Data entries
=== Section Start ===
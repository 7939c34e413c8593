use sea_orm_migration::prelude::*;

use super::{Membership, MentionGroup};

const GROUP_NAME_INDEX: &str = "idx-mention_group-chat_id-name";
const MEMBERSHIP_INDEX: &str = "idx-membership-group_id-user_id";

#[derive(DeriveMigrationName)]
pub struct Migration;

#[async_trait::async_trait]
impl MigrationTrait for Migration {
    async fn up(&self, manager: &SchemaManager) -> Result<(), DbErr> {
        manager
            .create_index(
                Index::create()
                    .name(GROUP_NAME_INDEX)
                    .table(MentionGroup::Table)
                    .col(MentionGroup::ChatId)
                    .col(MentionGroup::Name)
                    .unique()
                    .if_not_exists()
                    .to_owned(),
            )
            .await?;

        manager
            .create_index(
                Index::create()
                    .name(MEMBERSHIP_INDEX)
                    .table(Membership::Table)
                    .col(Membership::GroupId)
                    .col(Membership::UserId)
                    .unique()
                    .if_not_exists()
                    .to_owned(),
            )
            .await?;

        Ok(())
    }

    async fn down(&self, manager: &SchemaManager) -> Result<(), DbErr> {
        manager
            .drop_index(
                Index::drop()
                    .name(MEMBERSHIP_INDEX)
                    .table(Membership::Table)
                    .to_owned(),
            )
            .await?;
        manager
            .drop_index(
                Index::drop()
                    .name(GROUP_NAME_INDEX)
                    .table(MentionGroup::Table)
                    .to_owned(),
            )
            .await?;
        Ok(())
    }
}
use rust_mention_bot::{
    db::Database,
    engine::Engine,
    entity::user,
    mention::{extract_candidate_names, MentionOutcome},
};

const CHAT: i64 = 42;

fn alice() -> user::Model {
    user::Model {
        id: 1,
        handle: Some("alice".to_owned()),
        first_name: "Alice".to_owned(),
        last_name: None,
    }
}

fn bob() -> user::Model {
    user::Model {
        id: 555,
        handle: None,
        first_name: "Bob".to_owned(),
        last_name: Some("X".to_owned()),
    }
}

/// Chat 42 with a `team` group holding alice and Bob.
async fn team_chat() -> Engine {
    let engine = Engine::new(Database::open_in_memory().await.unwrap());
    engine.create("team", CHAT).await;
    engine.join("team", CHAT, alice()).await;
    engine.join("team", CHAT, bob()).await;
    engine
}

fn formatted(outcome: MentionOutcome) -> String {
    match outcome {
        MentionOutcome::Formatted(text) => text,
        other => panic!("expected formatted mentions, got {other:?}"),
    }
}

#[tokio::test]
async fn mentions_handles_and_links_users_without_one() {
    let engine = team_chat().await;

    let text = formatted(engine.mention_group("team", CHAT).await);
    assert!(text.starts_with("Mentioning team group members:\n@alice, "));
    assert!(text.contains("[Bob X]"));
    assert!(text.contains("tg://user?id=555"));
}

#[tokio::test]
async fn empty_and_missing_groups_are_distinguished() {
    let engine = team_chat().await;
    engine.create("empty", CHAT).await;

    assert_eq!(engine.mention_group("empty", CHAT).await, MentionOutcome::NoMembers);
    assert_eq!(engine.mention_group("nobody", CHAT).await, MentionOutcome::NoGroupsFound);
    assert_eq!(engine.mention_group("team", CHAT + 1).await, MentionOutcome::NoGroupsFound);
}

#[tokio::test]
async fn free_text_mentions_every_resolvable_group() {
    let engine = team_chat().await;
    engine.create("ops", CHAT).await;
    engine
        .join(
            "ops",
            CHAT,
            user::Model {
                id: 7,
                handle: Some("carol".to_owned()),
                first_name: "Carol".to_owned(),
                last_name: None,
            },
        )
        .await;

    let names = extract_candidate_names("deploy done @ops, thanks @team. cc @ghosts");
    let text = formatted(engine.mention(CHAT, &names).await);

    let blocks: Vec<&str> = text.split("\n\n").collect();
    assert_eq!(blocks.len(), 2);
    assert!(blocks[0].starts_with("Mentioning team group members:\n"));
    assert_eq!(blocks[1], "Mentioning ops group members:\n@carol");
}

#[tokio::test]
async fn free_text_is_case_insensitive() {
    let engine = team_chat().await;

    let names = extract_candidate_names("@TEAM standup");
    assert!(matches!(
        engine.mention(CHAT, &names).await,
        MentionOutcome::Formatted(_)
    ));
}

#[tokio::test]
async fn empty_groups_are_left_out_of_free_text_mentions() {
    let engine = team_chat().await;
    engine.create("empty", CHAT).await;

    let names = extract_candidate_names("@empty @team");
    let text = formatted(engine.mention(CHAT, &names).await);
    assert!(!text.contains("empty"));

    let names = extract_candidate_names("just @empty");
    assert_eq!(engine.mention(CHAT, &names).await, MentionOutcome::NoMembers);
}

#[tokio::test]
async fn text_without_group_names_mentions_nobody() {
    let engine = team_chat().await;

    let names = extract_candidate_names("mail me@example.com");
    assert!(names.is_empty());
    assert_eq!(engine.mention(CHAT, &names).await, MentionOutcome::NoGroupsFound);
}

#[tokio::test]
async fn profile_changes_show_up_in_mentions() {
    let engine = team_chat().await;
    engine
        .observe_user(user::Model {
            handle: Some("bobx".to_owned()),
            ..bob()
        })
        .await
        .unwrap();

    let text = formatted(engine.mention_group("team", CHAT).await);
    assert!(text.ends_with("@alice, @bobx"));
}

#[tokio::test]
async fn reserved_characters_in_names_are_escaped() {
    let engine = Engine::new(Database::open_in_memory().await.unwrap());
    engine.create("dev-ops", CHAT).await;
    engine
        .join(
            "dev-ops",
            CHAT,
            user::Model {
                id: 9,
                handle: None,
                first_name: "J.R.".to_owned(),
                last_name: Some("Smith-Jones (ops)".to_owned()),
            },
        )
        .await;

    let text = formatted(engine.mention_group("dev-ops", CHAT).await);
    assert!(text.starts_with("Mentioning dev\\-ops group members:\n"));
    assert!(text.contains(r"[J\.R\. Smith\-Jones \(ops\)]"));
    assert!(text.contains("tg://user?id=9"));
}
=== Section End ===
_What is needed_.
A copy of each line in the data above that holds the string "Some" is needed.

_Finished task_.
        handle: Some("alice".to_owned()),
        last_name: Some("X".to_owned()),
                handle: Some("carol".to_owned()),
            handle: Some("bobx".to_owned()),
                last_name: Some("Smith-Jones (ops)".to_owned()),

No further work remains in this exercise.